"Lebesgue" measurabillity on Riemannian manifolds
Let $X$ be a smooth oriented manifold of positive dimension; Let $g_1,g_2$ be two Riemannian metrics on $X$. Define $\Lambda_1,\Lambda_2:C_c(X) \to \mathbb{R}$ by
$$ \Lambda_i(f)=\int_X f \, Vol_{g_i},$$ where $Vol_{g_i}$ is the Riemannian volume form of $g_i$.
The discussion here implies that for each $i$, there is a unique $\sigma$-algebra $\mathfrak B_i$, and a unique measure $\mu_i$ such that $I(f)=\int_X f d \mu$ for all $f \in C_c(X)$, and the conditions (a)-(f)** are satisfied. (This is essentially Riesz Representation theorem, with the additional observation that $X$ is $\sigma$-compact $\Rightarrow$ uniqueness of the $\mathfrak B_i$).
Questions:
(1) Is it true that $\mathfrak B_1= \mathfrak B_2$? (independence of the metric chosen)

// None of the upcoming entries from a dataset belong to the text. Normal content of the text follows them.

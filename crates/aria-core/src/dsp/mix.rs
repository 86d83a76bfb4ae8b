//! Two-buffer-list mixing with channel reconciliation
//!
//! Mixing sums two lists into an output after scaling each by its gain.
//! Channel counts are reconciled rather than assumed equal: a mono input
//! feeding a wider output has its single channel duplicated into every
//! output channel (upmix), and inputs wider than a mono output have their
//! extra channels summed in (downmix). The output may alias either input;
//! accumulating in place is the common case on the buffer stack.

use crate::buffer::{BufferList, ChannelBuffer};
use crate::types::Sample;

/// Mix two buffer lists into `output`
///
/// Each output sample is `gain_a * a + gain_b * b` for the reconciled input
/// channels. `mono_to_stereo` enables the mono-duplication upmix; with it
/// off, a mono input only feeds output channel 0. A `frames` of 0 processes
/// the whole span the lists describe. `output` may be the same list as
/// either input.
pub fn mix(
    list_a: &BufferList,
    list_b: &BufferList,
    gain_a: Sample,
    gain_b: Sample,
    mono_to_stereo: bool,
    frames: u32,
    output: &BufferList,
) {
    let frames = if frames == 0 {
        list_a.frame_count().min(list_b.frame_count()).min(output.frame_count())
    } else {
        frames
    };
    let out_channels = output.channel_count();

    for ch in 0..out_channels {
        let Some(out) = output.channel_buffer(ch) else { continue };
        if out.is_empty() {
            continue;
        }
        let a = source_channel(list_a, ch, out_channels, mono_to_stereo);
        let b = source_channel(list_b, ch, out_channels, mono_to_stereo);
        mix_channel(out, a, gain_a, b, gain_b, frames);
    }

    if out_channels == 1 {
        // Downmix: fold the inputs' extra channels into the mono output
        if let Some(out) = output.channel_buffer(0) {
            for ch in 1..list_a.channel_count() {
                if let Some(src) = list_a.channel_buffer(ch) {
                    accumulate_channel(out, src, gain_a, frames);
                }
            }
            for ch in 1..list_b.channel_count() {
                if let Some(src) = list_b.channel_buffer(ch) {
                    accumulate_channel(out, src, gain_b, frames);
                }
            }
        }
    }
}

/// The input channel feeding output channel `ch`, if any
fn source_channel(
    list: &BufferList,
    ch: usize,
    out_channels: usize,
    mono_to_stereo: bool,
) -> Option<ChannelBuffer> {
    let buffer = if list.channel_count() == 1 && out_channels > 1 {
        if mono_to_stereo {
            list.channel_buffer(0)
        } else if ch == 0 {
            list.channel_buffer(0)
        } else {
            None
        }
    } else {
        list.channel_buffer(ch)
    };
    buffer.filter(|buffer| !buffer.is_empty())
}

/// `out = gain_a * a + gain_b * b`, handling every aliasing combination
fn mix_channel(
    out: ChannelBuffer,
    a: Option<ChannelBuffer>,
    gain_a: Sample,
    b: Option<ChannelBuffer>,
    gain_b: Sample,
    frames: u32,
) {
    let mut frames = frames.min(out.frame_count());
    if let Some(a) = &a {
        frames = frames.min(a.frame_count());
    }
    if let Some(b) = &b {
        frames = frames.min(b.frame_count());
    }

    // Only one live mutable view per region: pick the loop by aliasing
    unsafe {
        match (a, b) {
            (Some(a), Some(b)) => {
                let a_aliases = a.data == out.data;
                let b_aliases = b.data == out.data;
                let samples = out.as_mut_slice(frames);
                if a_aliases && b_aliases {
                    for s in samples {
                        *s *= gain_a + gain_b;
                    }
                } else if b_aliases {
                    let a = a.as_slice(frames);
                    for (s, &x) in samples.iter_mut().zip(a) {
                        *s = gain_a * x + gain_b * *s;
                    }
                } else if a_aliases {
                    let b = b.as_slice(frames);
                    for (s, &x) in samples.iter_mut().zip(b) {
                        *s = gain_a * *s + gain_b * x;
                    }
                } else {
                    let a = a.as_slice(frames);
                    let b = b.as_slice(frames);
                    for ((s, &x), &y) in samples.iter_mut().zip(a).zip(b) {
                        *s = gain_a * x + gain_b * y;
                    }
                }
            }
            (Some(a), None) => scale_into(out, a, gain_a, frames),
            (None, Some(b)) => scale_into(out, b, gain_b, frames),
            (None, None) => {
                for s in out.as_mut_slice(frames) {
                    *s = 0.0;
                }
            }
        }
    }
}

/// `out = gain * src`, alias-aware
unsafe fn scale_into(out: ChannelBuffer, src: ChannelBuffer, gain: Sample, frames: u32) {
    let samples = out.as_mut_slice(frames);
    if src.data == out.data {
        for s in samples {
            *s *= gain;
        }
    } else {
        let src = src.as_slice(frames);
        for (s, &x) in samples.iter_mut().zip(src) {
            *s = gain * x;
        }
    }
}

/// `out += gain * src` for a downmixed extra channel
fn accumulate_channel(out: ChannelBuffer, src: ChannelBuffer, gain: Sample, frames: u32) {
    if src.is_empty() || src.data == out.data {
        return;
    }
    let frames = frames.min(out.frame_count()).min(src.frame_count());
    unsafe {
        let samples = out.as_mut_slice(frames);
        let src = src.as_slice(frames);
        for (s, &x) in samples.iter_mut().zip(src) {
            *s += gain * x;
        }
    }
}

#[cfg(test)]
mod tests {
    use super::*;
    use crate::buffer::OwnedBufferList;
    use crate::types::AudioFormat;

    fn constant(channels: u32, frames: u32, value: Sample) -> OwnedBufferList {
        let mut list =
            OwnedBufferList::allocate(&AudioFormat::with_channels_and_rate(channels, 48000.0), frames);
        for ch in 0..channels as usize {
            list.channel_mut(ch).unwrap().fill(value);
        }
        list
    }

    #[test]
    fn test_mix_into_separate_output() {
        let a = constant(1, 8, 0.25);
        let b = constant(1, 8, 0.5);
        let out = constant(1, 8, 0.0);

        mix(a.list(), b.list(), 1.0, 1.0, false, 8, out.list());
        assert!(out.channel(0).unwrap().iter().all(|&s| (s - 0.75).abs() < 1e-6));
    }

    #[test]
    fn test_mix_with_gains() {
        let a = constant(1, 8, 1.0);
        let b = constant(1, 8, 1.0);
        let out = constant(1, 8, 0.0);

        mix(a.list(), b.list(), 0.5, 0.25, false, 8, out.list());
        assert!(out.channel(0).unwrap().iter().all(|&s| (s - 0.75).abs() < 1e-6));
    }

    #[test]
    fn test_mix_accumulates_in_place() {
        let a = constant(1, 8, 0.25);
        let out = constant(1, 8, 0.5);

        // The output aliases the second input: the stack's accumulate shape
        mix(a.list(), out.list(), 1.0, 1.0, false, 8, out.list());
        assert!(out.channel(0).unwrap().iter().all(|&s| (s - 0.75).abs() < 1e-6));
    }

    #[test]
    fn test_mono_upmix_duplicates_channel() {
        let mono = constant(1, 8, 0.5);
        let silent = constant(2, 8, 0.0);
        let out = constant(2, 8, 0.0);

        mix(mono.list(), silent.list(), 1.0, 1.0, true, 8, out.list());
        assert!(out.channel(0).unwrap().iter().all(|&s| s == 0.5));
        assert!(out.channel(1).unwrap().iter().all(|&s| s == 0.5));
    }

    #[test]
    fn test_mono_without_upmix_feeds_first_channel_only() {
        let mono = constant(1, 8, 0.5);
        let silent = constant(2, 8, 0.0);
        let out = constant(2, 8, 1.0);

        mix(mono.list(), silent.list(), 1.0, 1.0, false, 8, out.list());
        assert!(out.channel(0).unwrap().iter().all(|&s| s == 0.5));
        assert!(out.channel(1).unwrap().iter().all(|&s| s == 0.0));
    }

    #[test]
    fn test_stereo_downmix_to_mono() {
        let stereo = constant(2, 8, 0.25);
        let silent = constant(1, 8, 0.0);
        let out = constant(1, 8, 0.0);

        mix(stereo.list(), silent.list(), 1.0, 1.0, true, 8, out.list());
        // Both stereo channels fold into the mono output
        assert!(out.channel(0).unwrap().iter().all(|&s| (s - 0.5).abs() < 1e-6));
    }

    #[test]
    fn test_zero_frames_uses_described_length() {
        let a = constant(1, 8, 1.0);
        let b = constant(1, 8, 1.0);
        let out = constant(1, 8, 0.0);

        mix(a.list(), b.list(), 1.0, 1.0, false, 0, out.list());
        assert!(out.channel(0).unwrap().iter().all(|&s| s == 2.0));
    }
}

Assuming this is true, is there a way to define $\mathfrak B_i$ without passing through a Riemannian metric? (This is a natural expectation now since $\mathfrak B_i$ is an invariant of $X$ as a differentiable manifold, thus unrelated to the added Riemannian structure)
My guess is that $\mathfrak B_i$ will be the completion of the Borel $\sigma$-algebra w.r.t a suitable measure (which should be any one of the "Lebesgue" measures $\mu_i$ mentioned above. On a first glance, this does seem to go through a Riemannian metric, since the $\mu_i$ was induced by it.

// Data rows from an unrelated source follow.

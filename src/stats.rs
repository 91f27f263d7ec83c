//! Derived trail statistics.
//!
//! Consumes a canonical point list and produces the summary shown next to a
//! trail: total distance, elevation gain/loss, bounding box, a discrete
//! difficulty class and an estimated traversal duration.
//!
//! Upstream records sometimes carry authoritative pre-computed totals whose
//! source precision differs from the resampled arc-length. When present,
//! those take precedence over the recomputed values (see [`TrailTotals`]).

use serde::{Deserialize, Serialize};

use crate::error::{Result, TrailError};
use crate::{Bounds, TrailPoint};

/// Weight of distance (km) in the difficulty score.
const DISTANCE_WEIGHT: f64 = 0.3;
/// Weight of elevation gain (m) in the difficulty score.
const GAIN_WEIGHT: f64 = 0.001;
/// Scores below this are Easy.
const EASY_BELOW: f64 = 2.0;
/// Scores below this (and at least `EASY_BELOW`) are Moderate.
const MODERATE_BELOW: f64 = 5.0;

/// Flat-pace walking baseline in km/h for the duration estimate.
const FLAT_PACE_KMH: f64 = 4.0;
/// Extra hours per 100 m climbed (15 minutes).
const CLIMB_HOURS_PER_100M: f64 = 0.25;

/// Discrete difficulty classification.
///
/// Derived from a weighted distance/elevation score. This is a display
/// heuristic, not a physiological model.
#[derive(Debug, Clone, Copy, PartialEq, Eq, Serialize, Deserialize)]
pub enum Difficulty {
    Easy,
    Moderate,
    Hard,
}

impl Difficulty {
    /// Classify a difficulty score.
    ///
    /// Boundary scores land on the harder class: a score of exactly 2.0 is
    /// Moderate, exactly 5.0 is Hard.
    pub fn from_score(score: f64) -> Self {
        if score < EASY_BELOW {
            Difficulty::Easy
        } else if score < MODERATE_BELOW {
            Difficulty::Moderate
        } else {
            Difficulty::Hard
        }
    }
}

/// Authoritative totals supplied by the upstream data store.
///
/// Fields that are `Some` take precedence over the corresponding recomputed
/// value; `None` falls back to recomputation. A deployment that trusts raw
/// samples over upstream aggregates simply passes `TrailTotals::default()`.
#[derive(Debug, Clone, Copy, Default, PartialEq, Serialize, Deserialize)]
pub struct TrailTotals {
    /// Pre-computed total distance in kilometers
    pub distance_km: Option<f64>,
    /// Pre-computed total elevation gain in meters
    pub elevation_gain_m: Option<f64>,
    /// Pre-computed traversal duration in hours
    pub duration_hours: Option<f64>,
}

/// Summary statistics for a trail.
///
/// Derived from the point list; recomputed whenever the source list changes,
/// never mutated in place.
#[derive(Debug, Clone, PartialEq, Serialize, Deserialize)]
pub struct TrailStats {
    pub total_distance_km: f64,
    pub elevation_gain_m: f64,
    pub elevation_loss_m: f64,
    /// Highest recorded elevation, when any point carries one
    pub max_elevation_m: Option<f64>,
    /// Lowest recorded elevation, when any point carries one
    pub min_elevation_m: Option<f64>,
    pub estimated_duration_hours: f64,
    pub difficulty: Difficulty,
    pub bounds: Bounds,
}

/// Compute summary statistics for a canonical point list.
///
/// Total distance is the last point's cumulative arc-length unless an
/// authoritative distance is supplied. Elevation gain/loss sums the
/// positive/negative deltas between consecutive points that both carry
/// elevation; pairs with a missing value are skipped rather than erroring.
/// A single-point trail yields distance 0 with no division by zero.
///
/// # Errors
///
/// [`TrailError::InvalidTrail`] when `points` is empty.
///
/// # Example
/// ```
/// use trail_engine::{compute_stats, normalize_trail, RawTrailPoint, TrailTotals};
///
/// let raw = vec![
///     RawTrailPoint::with_elevation(45.9237, 6.8694, 1035.0),
///     RawTrailPoint::with_elevation(45.9250, 6.8710, 1060.0),
/// ];
/// let points = normalize_trail(&raw).unwrap();
/// let stats = compute_stats(&points, &TrailTotals::default()).unwrap();
/// assert_eq!(stats.elevation_gain_m, 25.0);
/// ```
pub fn compute_stats(points: &[TrailPoint], totals: &TrailTotals) -> Result<TrailStats> {
    if points.is_empty() {
        return Err(TrailError::InvalidTrail {
            message: "cannot compute stats for an empty trail".to_string(),
        });
    }

    let bounds = Bounds::from_points(points).ok_or_else(|| TrailError::Internal {
        message: "bounds of a non-empty trail".to_string(),
    })?;

    let recomputed_km = points
        .last()
        .map(|p| p.cumulative_distance / 1000.0)
        .unwrap_or(0.0);
    let total_distance_km = totals.distance_km.unwrap_or(recomputed_km);

    let (recomputed_gain, elevation_loss_m) = elevation_gain_loss(points);
    let elevation_gain_m = totals.elevation_gain_m.unwrap_or(recomputed_gain);

    let mut max_elevation_m: Option<f64> = None;
    let mut min_elevation_m: Option<f64> = None;
    for e in points.iter().filter_map(|p| p.elevation) {
        max_elevation_m = Some(max_elevation_m.map_or(e, |m: f64| m.max(e)));
        min_elevation_m = Some(min_elevation_m.map_or(e, |m: f64| m.min(e)));
    }

    let score = total_distance_km * DISTANCE_WEIGHT + elevation_gain_m * GAIN_WEIGHT;
    let difficulty = Difficulty::from_score(score);

    let estimated_duration_hours = totals.duration_hours.unwrap_or_else(|| {
        total_distance_km / FLAT_PACE_KMH + elevation_gain_m / 100.0 * CLIMB_HOURS_PER_100M
    });

    Ok(TrailStats {
        total_distance_km,
        elevation_gain_m,
        elevation_loss_m,
        max_elevation_m,
        min_elevation_m,
        estimated_duration_hours,
        difficulty,
        bounds,
    })
}

/// Sum positive and negative elevation deltas over consecutive pairs.
///
/// Pairs where either point lacks elevation contribute nothing.
fn elevation_gain_loss(points: &[TrailPoint]) -> (f64, f64) {
    let mut gain = 0.0;
    let mut loss = 0.0;

    for w in points.windows(2) {
        if let (Some(e0), Some(e1)) = (w[0].elevation, w[1].elevation) {
            let delta = e1 - e0;
            if delta > 0.0 {
                gain += delta;
            } else {
                loss += -delta;
            }
        }
    }

    (gain, loss)
}

#[cfg(test)]
mod tests {
    use super::*;

    fn point(lat: f64, lng: f64, elevation: Option<f64>, cumulative: f64) -> TrailPoint {
        TrailPoint {
            latitude: lat,
            longitude: lng,
            elevation,
            cumulative_distance: cumulative,
        }
    }

    fn climb_trail() -> Vec<TrailPoint> {
        vec![
            point(45.92, 6.86, Some(1000.0), 0.0),
            point(45.93, 6.87, Some(1100.0), 2000.0),
            point(45.94, 6.88, Some(1050.0), 4000.0),
            point(45.95, 6.89, Some(1300.0), 6000.0),
        ]
    }

    #[test]
    fn test_empty_trail_fails() {
        let result = compute_stats(&[], &TrailTotals::default());
        assert!(matches!(result, Err(TrailError::InvalidTrail { .. })));
    }

    #[test]
    fn test_basic_stats() {
        let stats = compute_stats(&climb_trail(), &TrailTotals::default()).unwrap();
        assert_eq!(stats.total_distance_km, 6.0);
        assert_eq!(stats.elevation_gain_m, 350.0); // +100 +250
        assert_eq!(stats.elevation_loss_m, 50.0);
        assert_eq!(stats.max_elevation_m, Some(1300.0));
        assert_eq!(stats.min_elevation_m, Some(1000.0));
        assert_eq!(stats.bounds.min_lat, 45.92);
        assert_eq!(stats.bounds.max_lat, 45.95);
    }

    #[test]
    fn test_single_point_trail() {
        let points = vec![point(45.92, 6.86, Some(1000.0), 0.0)];
        let stats = compute_stats(&points, &TrailTotals::default()).unwrap();
        assert_eq!(stats.total_distance_km, 0.0);
        assert_eq!(stats.elevation_gain_m, 0.0);
        assert_eq!(stats.estimated_duration_hours, 0.0);
        assert_eq!(stats.difficulty, Difficulty::Easy);
    }

    #[test]
    fn test_elevation_gap_skipped_pairwise() {
        let points = vec![
            point(45.92, 6.86, Some(1000.0), 0.0),
            point(45.93, 6.87, None, 1000.0),
            point(45.94, 6.88, Some(1200.0), 2000.0),
        ];
        let stats = compute_stats(&points, &TrailTotals::default()).unwrap();
        // Both pairs straddle the gap; neither contributes
        assert_eq!(stats.elevation_gain_m, 0.0);
        assert_eq!(stats.elevation_loss_m, 0.0);
    }

    #[test]
    fn test_no_elevation_at_all() {
        let points = vec![
            point(45.92, 6.86, None, 0.0),
            point(45.93, 6.87, None, 1000.0),
        ];
        let stats = compute_stats(&points, &TrailTotals::default()).unwrap();
        assert_eq!(stats.max_elevation_m, None);
        assert_eq!(stats.min_elevation_m, None);
    }

    #[test]
    fn test_authoritative_distance_overrides() {
        // Recomputed arc-length is 4.97 km; upstream says 5.0
        let points = vec![
            point(45.92, 6.86, None, 0.0),
            point(45.93, 6.87, None, 4970.0),
        ];
        let totals = TrailTotals {
            distance_km: Some(5.0),
            ..TrailTotals::default()
        };
        let stats = compute_stats(&points, &totals).unwrap();
        assert_eq!(stats.total_distance_km, 5.0);
    }

    #[test]
    fn test_authoritative_duration_overrides() {
        let totals = TrailTotals {
            duration_hours: Some(3.5),
            ..TrailTotals::default()
        };
        let stats = compute_stats(&climb_trail(), &totals).unwrap();
        assert_eq!(stats.estimated_duration_hours, 3.5);
    }

    #[test]
    fn test_estimated_duration_formula() {
        // 6 km flat pace = 1.5 h, 350 m gain = 0.875 h
        let stats = compute_stats(&climb_trail(), &TrailTotals::default()).unwrap();
        assert!((stats.estimated_duration_hours - 2.375).abs() < 1e-9);
    }

    #[test]
    fn test_difficulty_weighting() {
        // 6 km, no gain: score 1.8
        let flat = vec![
            point(45.92, 6.86, None, 0.0),
            point(45.95, 6.89, None, 6000.0),
        ];
        let stats = compute_stats(&flat, &TrailTotals::default()).unwrap();
        assert_eq!(stats.difficulty, Difficulty::Easy);

        // Same distance with 2100 m gain: score 3.9
        let totals = TrailTotals {
            elevation_gain_m: Some(2100.0),
            ..TrailTotals::default()
        };
        let stats = compute_stats(&flat, &totals).unwrap();
        assert_eq!(stats.difficulty, Difficulty::Moderate);
    }

    #[test]
    fn test_difficulty_exact_boundaries() {
        assert_eq!(Difficulty::from_score(1.999), Difficulty::Easy);
        assert_eq!(Difficulty::from_score(2.0), Difficulty::Moderate);
        assert_eq!(Difficulty::from_score(4.999), Difficulty::Moderate);
        assert_eq!(Difficulty::from_score(5.0), Difficulty::Hard);
    }
}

However, the completion w.r.t a measure $\mu$ is dependent only on the subsets that have $\mu$-measure zero, and this is independent of the Riemannian metric chosen, and can be defined invariantly (see Lee's book on smooth manifolds, chapter 6: A subset of a manifold has measure zero if its image under every coordinate chart has measure zero in $\mathbb{R}^n$)

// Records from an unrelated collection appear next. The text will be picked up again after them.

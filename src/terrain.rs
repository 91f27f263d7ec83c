//! Windowed terrain ruggedness analysis.
//!
//! The flythrough camera adapts its framing to how rugged the terrain is
//! around the current position. Ruggedness is measured as the population
//! variance of elevation over a sliding window of samples centered on the
//! current point; its square root (roughness) drives the camera offsets.

use serde::{Deserialize, Serialize};

use crate::TrailPoint;

/// Average elevation above which terrain counts as high.
const HIGH_AVG_ELEVATION_M: f64 = 300.0;
/// Elevation range above which terrain counts as high.
const HIGH_RANGE_M: f64 = 100.0;
/// Elevation variance above which terrain counts as high.
const HIGH_VARIANCE: f64 = 2500.0;

/// Local elevation profile around a trail position.
#[derive(Debug, Clone, Copy, PartialEq, Default, Serialize, Deserialize)]
pub struct TerrainProfile {
    /// Mean elevation over the window in meters
    pub avg_elevation: f64,
    /// Population variance of elevation over the window
    pub elevation_variance: f64,
    /// Max minus min elevation over the window in meters
    pub elevation_range: f64,
    /// `sqrt(elevation_variance)`
    pub roughness: f64,
    pub is_high_terrain: bool,
}

/// Analyze the elevation profile in a window around `current_index`.
///
/// The window is `[current_index - window_radius, current_index +
/// window_radius]` clipped to the list bounds. Points without elevation are
/// skipped. An out-of-range index or a window with no elevation data yields
/// the all-zero profile with `is_high_terrain = false`; this never fails.
///
/// # Example
/// ```
/// use trail_engine::{analyze_window, TrailPoint};
///
/// let points: Vec<TrailPoint> = (0..10)
///     .map(|i| TrailPoint::with_elevation(45.9 + i as f64 * 0.001, 6.86, 1000.0 + i as f64 * 40.0))
///     .collect();
///
/// let profile = analyze_window(&points, 5, 3);
/// assert!(profile.avg_elevation > 0.0);
/// assert!(profile.is_high_terrain);
/// ```
pub fn analyze_window(
    points: &[TrailPoint],
    current_index: usize,
    window_radius: usize,
) -> TerrainProfile {
    if current_index >= points.len() {
        return TerrainProfile::default();
    }

    let lo = current_index.saturating_sub(window_radius);
    let hi = (current_index + window_radius).min(points.len() - 1);

    let elevations: Vec<f64> = points[lo..=hi].iter().filter_map(|p| p.elevation).collect();

    if elevations.is_empty() {
        return TerrainProfile::default();
    }

    let n = elevations.len() as f64;
    let avg_elevation = elevations.iter().sum::<f64>() / n;

    let elevation_variance = elevations
        .iter()
        .map(|e| {
            let d = e - avg_elevation;
            d * d
        })
        .sum::<f64>()
        / n;

    let max = elevations.iter().cloned().fold(f64::MIN, f64::max);
    let min = elevations.iter().cloned().fold(f64::MAX, f64::min);
    let elevation_range = max - min;

    let is_high_terrain = avg_elevation > HIGH_AVG_ELEVATION_M
        || elevation_range > HIGH_RANGE_M
        || elevation_variance > HIGH_VARIANCE;

    TerrainProfile {
        avg_elevation,
        elevation_variance,
        elevation_range,
        roughness: elevation_variance.sqrt(),
        is_high_terrain,
    }
}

(2) A function $f:X \to \mathbb{R}$ is measurable w.tr.t $\mathfrak B_i$ if and only if it is measurable after (pre)composing with a coordinate chart diffeomorphism?
(3) Is this the standard way to define $L^p(X)$ spaces (from the perspective of measurability, are the elements of $L^p(X)$ exactly the measurable functions in the sense above, with the additional requirement of finiteness of the integral?)
** (a) $\mathfrak{B_i}$ contains all Borel sets,
(b) $\mu(V)=\sup \{I(f): f \in C_c(X), 0\leq f \leq 1, \operatorname{supp} f \subset V\}$ for each open $V$,
(c) $\mu(K) < \infty$ for compact $K$,
(d) $\mu(E)=\inf \{\mu(V): E \subset V, \ V \mbox{ open}\}$ for each $E \in \mathfrak{B}$,
(e) $\mu(E)=\sup \{\mu(K): K \subset E, \ K \mbox{ compact} \}$ for each open $E$ and for each $E\in \mathfrak{B}$ such that $\mu(E)< \infty$,
(f) $\mu$ is a complete measure on $\mathfrak{B}$.
Solution 1:
To put it brief, as hkr noted in the comment, "you buy the charts and topology, you buy the measurable sets".
Here is a more detailed answer:
(1) It is possible to define the Lebesgue sigma-algebra on a general manifold (with or `without' boundary) without alluding to Riemannian metrics or specific choices of densities.
Details can be found in Chapter XII of Amann, H. & Escher, J. "Analysis III". (Birkhäuser, 2009).
(2) This is implied by (1), as otherwise the construction would not work. A function is integrable with respect to a given measure---an invariant notion. (1) only gives you the sigma-algebra on the manifold, it does not give you the measure, however. Whether a function is integrable may depend on the choice of volume form/density, but I do not know of any more detailed discussion of this topic.
(3) Again, if you take a measure-theoretic perspective, the notions of Lp spaces carry over. In the mentioned reference, they even treat the case that the functions take values in some Banach space. A more interesting question would be, if one can make sense of "Lp-spaces of forms".